EXERCISE DIRECTIONS: Of all the entries below, only the lines from the one with "if let Ok(v)" up to and including the one with "let tx_succeeded = logs.status().success;" are to be duplicated exactly.

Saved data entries
//! Swap aggregator: per-denom market swap volume, fees, and spread for one time bucket.

use crate::ledger::types::{Coin, RawTransaction};
use crate::ledger::{LedgerClient, LedgerError};
use crate::math::{self, additive_merge, DenomAmounts, MathError};
use crate::price::{self, Prices};
use crate::tx::log::correlate;
use crate::tx::msg::{self, MessageKind};
use bigdecimal::BigDecimal;
use futures::future::join_all;
use serde::{Deserialize, Serialize};
use std::collections::{BTreeMap, BTreeSet};
use time::OffsetDateTime;
use tracing::{debug, warn};

/// Denoms used for valuation and the spread reference quote.
#[derive(Clone, Debug)]
pub struct SwapSettings {
    pub reference_denom: String,
    pub valuation_denom: String,
    /// Fixed notional offered in each reference quote.
    pub spread_offer: Coin,
    /// Quote every priced denom, not only those swapped in the bucket.
    pub quote_idle_denoms: bool,
}

impl Default for SwapSettings {
    fn default() -> Self {
        Self {
            reference_denom: "uluna".into(),
            valuation_denom: "uusd".into(),
            spread_offer: Coin::new("uluna", "1000000"),
            quote_idle_denoms: true,
        }
    }
}

/// Offered, realized, and fee amounts folded across swap messages.
#[derive(Clone, Debug, Default, PartialEq)]
pub struct SwapTotals {
    pub offered: DenomAmounts,
    pub returned: DenomAmounts,
    pub fees: DenomAmounts,
}

impl SwapTotals {
    pub fn merge(&mut self, other: &SwapTotals) {
        additive_merge(&mut self.offered, &other.offered);
        additive_merge(&mut self.returned, &other.returned);
        additive_merge(&mut self.fees, &other.fees);
    }

    pub fn is_empty(&self) -> bool {
        self.offered.is_empty() && self.returned.is_empty() && self.fees.is_empty()
    }

    /// Every denom with any activity.
    pub fn denoms(&self) -> BTreeSet<&str> {
        self.offered
            .keys()
            .chain(self.returned.keys())
            .chain(self.fees.keys())
            .map(String::as_str)
            .collect()
    }
}

fn add_to(amounts: &mut DenomAmounts, coin: &Coin) {
    if let Ok(v) = math::parse(&coin.amount) {
        additive_merge(amounts, &DenomAmounts::from([(coin.denom.clone(), v)]));
    }
}

/// Totals of the successful swap messages in one transaction.
pub fn swap_values(tx: &RawTransaction) -> SwapTotals {
    let mut logs = correlate(tx);
    let tx_succeeded = logs.status().success;
    let mut totals = SwapTotals::default();
    for raw in tx.messages() {
        let entry = logs.take_next();
        let event = match msg::parse(raw, entry.as_ref(), None, tx_succeeded) {
            Ok(ev) => ev,
            Err(e) => {
                warn!(tx = %tx.hash, error = %e, "skipping malformed message");
                continue;
            }
        };
        if !event.success {
            continue;
        }
        let MessageKind::Swap { offer_coin, .. } = &event.kind else {
            continue;
        };
        add_to(&mut totals.offered, offer_coin);
        if let Some(outcome) = &event.swap {
            if let Some(coin) = &outcome.swap_coin {
                add_to(&mut totals.returned, coin);
            }
            if let Some(fee) = &outcome.swap_fee {
                add_to(&mut totals.fees, fee);
            }
        }
    }
    totals
}

/// Fold swap totals across transactions. Order of `txs` does not affect the result.
pub fn swap_totals<'a>(txs: impl IntoIterator<Item = &'a RawTransaction>) -> SwapTotals {
    txs.into_iter().fold(SwapTotals::default(), |mut acc, tx| {
        acc.merge(&swap_values(tx));
        acc
    })
}

/// `(price * notional - quoted) / (price * notional)`.
pub fn spread_of(
    price: &BigDecimal,
    notional: &BigDecimal,
    quoted: &BigDecimal,
) -> Result<BigDecimal, MathError> {
    let expected = price * notional;
    math::div_dec(&(&expected - quoted), &expected)
}

/// Spread per denom from one reference quote each, fanned out concurrently.
///
/// Denoms the quote service has no answer for are left out, as are denoms whose price is zero.
/// Any other upstream failure fails the whole map.
pub async fn quote_spreads(
    client: &dyn LedgerClient,
    prices: &Prices,
    denoms: &BTreeSet<String>,
    offer: &Coin,
) -> Result<BTreeMap<String, BigDecimal>, LedgerError> {
    let notional = math::parse(&offer.amount).map_err(|e| LedgerError::InvalidRequest(e.to_string()))?;
    let targets: Vec<(&String, &BigDecimal)> = prices
        .iter()
        .filter(|(denom, _)| denoms.contains(*denom) && **denom != offer.denom)
        .collect();

    let quotes = join_all(
        targets
            .iter()
            .map(|(denom, _)| client.swap_quote(offer, denom.as_str())),
    )
    .await;

    let mut out = BTreeMap::new();
    for ((denom, price), quote) in targets.into_iter().zip(quotes) {
        let Some(quoted) = quote? else {
            debug!(%denom, "no swap quote");
            continue;
        };
        let Ok(quoted_amount) = math::parse(&quoted.amount) else {
            warn!(%denom, amount = %quoted.amount, "non-numeric swap quote");
            continue;
        };
        match spread_of(price, &notional, &quoted_amount) {
            Ok(spread) => {
                out.insert(denom.clone(), spread);
            }
            Err(e) => warn!(%denom, error = %e, "spread skipped"),
        }
    }
    Ok(out)
}

/// One denom's swap activity for a bucket. Fields without activity are `None`.
#[derive(Clone, Debug, PartialEq, Serialize, Deserialize)]
#[serde(rename_all = "camelCase")]
pub struct SwapAggregate {
    pub denom: String,
    #[serde(with = "time::serde::rfc3339")]
    pub bucket_start: OffsetDateTime,
    #[serde(rename = "in")]
    pub in_amount: Option<String>,
    pub in_usd: Option<String>,
    pub out: Option<String>,
    pub out_usd: Option<String>,
    pub fee: Option<String>,
    pub fee_usd: Option<String>,
    pub spread: Option<String>,
}

/// One aggregate per issued denom, with activity, valuation, and spread filled where known.
pub fn build_aggregates(
    bucket_start: OffsetDateTime,
    issued: &BTreeSet<String>,
    totals: &SwapTotals,
    prices: &Prices,
    spreads: &BTreeMap<String, BigDecimal>,
    settings: &SwapSettings,
) -> Vec<SwapAggregate> {
    let valued = |denom: &str, amounts: &DenomAmounts| -> (Option<String>, Option<String>) {
        let Some(amount) = amounts.get(denom) else {
            return (None, None);
        };
        let usd = price::value_in(
            denom,
            amount,
            &settings.valuation_denom,
            &settings.reference_denom,
            |d| prices.get(d).cloned(),
        );
        (Some(math::format(amount)), usd.map(|v| math::format(&v)))
    };

    issued
        .iter()
        .map(|denom| {
            let (in_amount, in_usd) = valued(denom, &totals.offered);
            let (out, out_usd) = valued(denom, &totals.returned);
            let (fee, fee_usd) = valued(denom, &totals.fees);
            SwapAggregate {
                denom: denom.clone(),
                bucket_start,
                in_amount,
                in_usd,
                out,
                out_usd,
                fee,
                fee_usd,
                spread: spreads.get(denom).map(math::format),
            }
        })
        .collect()
}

EXERCISE ANSWER:
    if let Ok(v) = math::parse(&coin.amount) {
        additive_merge(amounts, &DenomAmounts::from([(coin.denom.clone(), v)]));
    }
}

/// Totals of the successful swap messages in one transaction.
pub fn swap_values(tx: &RawTransaction) -> SwapTotals {
    let mut logs = correlate(tx);
    let tx_succeeded = logs.status().success;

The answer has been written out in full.